Вон там смеются дети, в парке, что живет внизу целый день, но их самих не видно за взрослыми уже деревьями, лишь на каруселях часто мелькают разноцветные маленькие драже панамок и кепок. Затем указанно, неминуемо стемнеет, остановятся на сон лошадки и прочие едкие пластмассовые демоны, туда же придут молодые, но не всегда люди, будут пытаться любить, похабно орать друг другу до драк, в общем, отдыхать, заливаясь и переливаясь своим янтарным, крепким, слабым, с лаймом или светлым. Может, он-то и лишает иных человеческого облика, потому в простеньких рекламах запрещено использовать лица, части тела? Неочевидно, но возможно, как и все прочее, прочее.
Однако, здесь, думаю, почти хорошо. Если бы не притащившееся сюда вслед за мной лето, порастерявшее понурые теплые дожди, если бы не память, заделавшаяся вдруг музейным работником, фанатично охраняющим детали прошлого.

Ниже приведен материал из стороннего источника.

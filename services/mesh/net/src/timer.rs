//! Deferred work: timer events, the scheduler collaborator and a virtual
//! clock implementation.
//!
//! The protocol state machines never block. Anything that has to happen
//! later is expressed as a [`TimerEvent`] handed to a [`Scheduler`]; when the
//! deadline passes the driver feeds the event back into the stack. Events
//! that name a slot carry its generation so a late event for a slot that
//! has since been reused is recognised and ignored.

use parking_lot::Mutex;
use std::collections::BTreeMap;
use std::time::Duration;

/// Stable handle of a TX or RX slot
#[derive(Debug, Clone, Copy, PartialEq, Eq, Hash, PartialOrd, Ord)]
pub struct SlotId {
    /// Index in the slot pool
    pub index: usize,
    /// Incremented every time the slot is reset
    pub generation: u64,
}

/// Work scheduled for later
#[derive(Debug, Clone, Copy, PartialEq, Eq, Hash)]
pub enum TimerEvent {
    /// IV update hour-counter tick
    IvuRefresh,
    /// Send the next segment of the first round
    SegTxInterval(SlotId),
    /// Segment retransmission
    SegTxRetransmit(SlotId),
    /// Send a Segment Acknowledgment
    SegRxAck(SlotId),
    /// Give up on an incomplete reassembly
    SegRxDiscard(SlotId),
}

/// Handle to cancel a scheduled event
#[derive(Debug, Clone, Copy, PartialEq, Eq, Hash, PartialOrd, Ord)]
pub struct TimerHandle(pub u64);

/// Clock and deferred-callback collaborator
pub trait Scheduler: Send + Sync {
    /// Monotonic time since the scheduler started
    fn now(&self) -> Duration;

    /// Deliver `event` after `delay`
    fn schedule(&self, delay: Duration, event: TimerEvent) -> TimerHandle;

    /// Cancel a scheduled event; unknown or fired handles are ignored
    fn cancel(&self, handle: TimerHandle);
}

/// A one-shot timer owned by a protocol slot.
///
/// Re-arming cancels the previous deadline.
#[derive(Debug, Default)]
pub struct SlotTimer {
    handle: Option<TimerHandle>,
}

impl SlotTimer {
    /// Arm (or re-arm) the timer
    pub fn start(&mut self, sched: &dyn Scheduler, delay: Duration, event: TimerEvent) {
        self.cancel(sched);
        self.handle = Some(sched.schedule(delay, event));
    }

    /// Cancel the timer if armed
    pub fn cancel(&mut self, sched: &dyn Scheduler) {
        if let Some(handle) = self.handle.take() {
            sched.cancel(handle);
        }
    }

    /// Forget the handle after the event fired
    pub fn fired(&mut self) {
        self.handle = None;
    }

    /// Whether a deadline is pending
    pub fn is_armed(&self) -> bool {
        self.handle.is_some()
    }
}

#[derive(Debug, Default)]
struct ManualInner {
    now: Duration,
    next_id: u64,
    pending: BTreeMap<(Duration, u64), TimerEvent>,
    history: Vec<TimerEvent>,
}

/// Deterministic scheduler driven by a virtual clock
#[derive(Debug, Default)]
pub struct ManualScheduler {
    inner: Mutex<ManualInner>,
}

impl ManualScheduler {
    /// Create a scheduler at time zero
    pub fn new() -> Self {
        Self::default()
    }

    /// Deadline of the next pending event
    pub fn next_deadline(&self) -> Option<Duration> {
        self.inner.lock().pending.keys().next().map(|(at, _)| *at)
    }

    /// Advance the clock to the next pending event and return it
    pub fn fire_next(&self) -> Option<TimerEvent> {
        let mut inner = self.inner.lock();
        let key = *inner.pending.keys().next()?;
        let event = inner.pending.remove(&key)?;
        if key.0 > inner.now {
            inner.now = key.0;
        }
        Some(event)
    }

    /// Advance the clock to the next pending event if it is due within `limit`
    pub fn fire_next_within(&self, limit: Duration) -> Option<TimerEvent> {
        let due = {
            let inner = self.inner.lock();
            let deadline = inner.pending.keys().next().map(|(at, _)| *at)?;
            deadline <= inner.now + limit
        };
        if due {
            self.fire_next()
        } else {
            None
        }
    }

    /// Move the clock forward without firing anything
    pub fn advance(&self, by: Duration) {
        self.inner.lock().now += by;
    }

    /// Events currently pending, in deadline order
    pub fn pending(&self) -> Vec<TimerEvent> {
        self.inner.lock().pending.values().copied().collect()
    }

    /// Every event ever scheduled, in scheduling order
    pub fn history(&self) -> Vec<TimerEvent> {
        self.inner.lock().history.clone()
    }
}

impl Scheduler for ManualScheduler {
    fn now(&self) -> Duration {
        self.inner.lock().now
    }

    fn schedule(&self, delay: Duration, event: TimerEvent) -> TimerHandle {
        let mut inner = self.inner.lock();
        let id = inner.next_id;
        inner.next_id += 1;
        let at = inner.now + delay;
        inner.pending.insert((at, id), event);
        inner.history.push(event);
        TimerHandle(id)
    }

    fn cancel(&self, handle: TimerHandle) {
        self.inner.lock().pending.retain(|(_, id), _| *id != handle.0);
    }
}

По вечерам на балконе еще и пчела, одна, неотвязная, точно ей и податься более некуда, и в улее не ждут дела и другие желтые. Я пью мятный сладкий чай, курю сигареты с фильтром, листаю книгу и смотрю на обездвиженное, под анестезией, закатное небо. У меня оранжевый, малиновый, сизый и чуть серого по канту. Солнце, неравномерно краснеющее, не спеша, томно, точно веки красотки в экстазе, западает за проведенный когда-то рубеж. Города почти и нет, разве что немного виднеется в стороне, растекается мутным бронзовым пятном в пейзаже, испаряется от жившей в нем ранее жары. Ладонь, доверчиво льнущая к щеке, ощущает жесткую, пока неприятную щетину, следствие чрезмерной, глубокой, как дыра в кармане брюк, задумчивости, помноженной на общую усталость от себя прежнего, имевшего стойкую предрасположенность к бритью. Жалкий бунт.
Кажется, что-то я все-таки потерял, хотя стремился сохранить только жизнь. Видимо, пришла пора чего покрепче прежнего чая, схожего цвета, но с головокружительным ароматом, и ночное небо поселилось у меня в стакане. Над головой, где звездам положено светить, даже их подружку-луну едва видно, меж сваленных рулонами облаков подмигивает раз на раз. Длительное, рассеянное наблюдение за собой, за постулатами незыблемой прелести, разрешенной красоты, приносит некоторое облегчение. И как-будто так давно от нее ушел, от старого, доступного воплощения, от той самой хаотично любимой женщины.